There were big-band survivors in downsized groups playing jump
blues, and others organizing new big bands along modern lines. The
end of the war also brought a surge of talented musicians, many of
them veterans and beneficiaries of the GI Bill. They were attracted
by the city's music conservatories and the new Schillinger House,
soon to be renamed the Berklee School of Music. Boston became a
destination for musicians seeking new musical direction. Here they
joined with Boston's own contingent of formidable musicians to form
a new, more modern scene, led by such luminaries as Jaki Byard, Joe
Gordon, Nat Pierce, Charlie Mariano, Herb Pomeroy, Sam Rivers, Alan
Dawson, and Dick Twardzik. They would carry Boston jazz to a
creative peak in the mid-to-late 1950s that still remains
unequaled. The music was splendid, but there was more.
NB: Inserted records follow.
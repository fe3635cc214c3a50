//! Extraction of model build parameters from a revision record.

use serde::de::DeserializeOwned;
use serde::Serialize;
use serde_yaml::{Mapping, Value};

use crate::error::{Error, Result};

const BUILD_SECTION: &str = "model_build_parameters";

/// Input tensor shape of a model.
#[derive(Debug, Clone, Copy, PartialEq, Eq, Serialize)]
pub struct InputShape {
    pub height: u32,
    pub width: u32,
    pub channels: u32,
}

/// The eight parameters needed to rebuild a model, in build-call order.
#[derive(Debug, Clone, PartialEq, Serialize)]
pub struct BuildParameters {
    pub pretrained_weights: Option<String>,
    pub second_input: Option<String>,
    pub input_shape: InputShape,
    pub num_classes: u32,
    pub backbone: String,
    pub output_stride: u32,
    pub alpha: f64,
    pub activation: Option<String>,
}

impl BuildParameters {
    /// Read the build parameters out of a raw record.
    ///
    /// Fields may be `null` where the type is optional, but must be present.
    ///
    /// # Errors
    ///
    /// Returns [`Error::MissingField`] naming the first absent field, or
    /// [`Error::InvalidField`] for a value of the wrong type.
    pub fn from_record(model_key: &str, record: &Mapping) -> Result<Self> {
        Ok(Self {
            pretrained_weights: extract(record, model_key, &[BUILD_SECTION, "pretrained_weights"])?,
            second_input: extract(record, model_key, &[BUILD_SECTION, "second_input"])?,
            input_shape: InputShape {
                height: extract(
                    record,
                    model_key,
                    &[BUILD_SECTION, "input_shape", "input_image_height"],
                )?,
                width: extract(
                    record,
                    model_key,
                    &[BUILD_SECTION, "input_shape", "input_image_width"],
                )?,
                channels: extract(record, model_key, &[BUILD_SECTION, "input_shape", "channels"])?,
            },
            num_classes: extract(record, model_key, &[BUILD_SECTION, "num_classes"])?,
            backbone: extract(record, model_key, &[BUILD_SECTION, "backbone"])?,
            output_stride: extract(record, model_key, &[BUILD_SECTION, "output_stride"])?,
            alpha: extract(record, model_key, &[BUILD_SECTION, "alpha"])?,
            activation: extract(record, model_key, &[BUILD_SECTION, "activation"])?,
        })
    }
}

/// Deserialize the value at a nested `path` of `record`.
pub(super) fn extract<T: DeserializeOwned>(
    record: &Mapping,
    model_key: &str,
    path: &[&str],
) -> Result<T> {
    let value = lookup(record, model_key, path)?;

    serde_yaml::from_value(value.clone()).map_err(|source| Error::InvalidField {
        key: model_key.to_string(),
        field: path.join("."),
        source,
    })
}

fn lookup<'a>(record: &'a Mapping, model_key: &str, path: &[&str]) -> Result<&'a Value> {
    let missing = |depth: usize| Error::MissingField {
        key: model_key.to_string(),
        field: path[..=depth].join("."),
    };

    let mut mapping = Some(record);
    let mut value = None;

    for (depth, segment) in path.iter().enumerate() {
        let next = mapping
            .and_then(|m| m.get(*segment))
            .ok_or_else(|| missing(depth))?;
        mapping = next.as_mapping();
        value = Some(next);
    }

    value.ok_or_else(|| Error::InvalidParameter {
        name: "path".to_string(),
        reason: "must name at least one field".to_string(),
    })
}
Boston was
home to influential jazz journalists George Frazier and Nat
Hentoff; Berklee College of Music founder Lawrence Berk; Father
Norman O'Connor, the Jazz Priest; record company executive and
producer Tom Wilson; and Storyville nightclub proprietor George
Wein, organizer of the Newport Jazz Festival. And through it all
was the music, at the Ken Club, the Savoy Cafe, the Hi-Hat, the
Stable, and other rooms both rowdy and refined. The Boston Jazz
Chronicles relates this story in reportage and personal anecdotes,
and through dozens of photographs, advertisements, and period maps.
This complete study also includes extensive notes, a bibliography,
discography, and comprehensive index. Author Richard Vacca is a
Boston-based technical writer and editor with a lifelong interest
in cultural history, and a regular presenter on the topic of Boston
jazz and nightlife. He spent seven years researching and assembling
these chronicles.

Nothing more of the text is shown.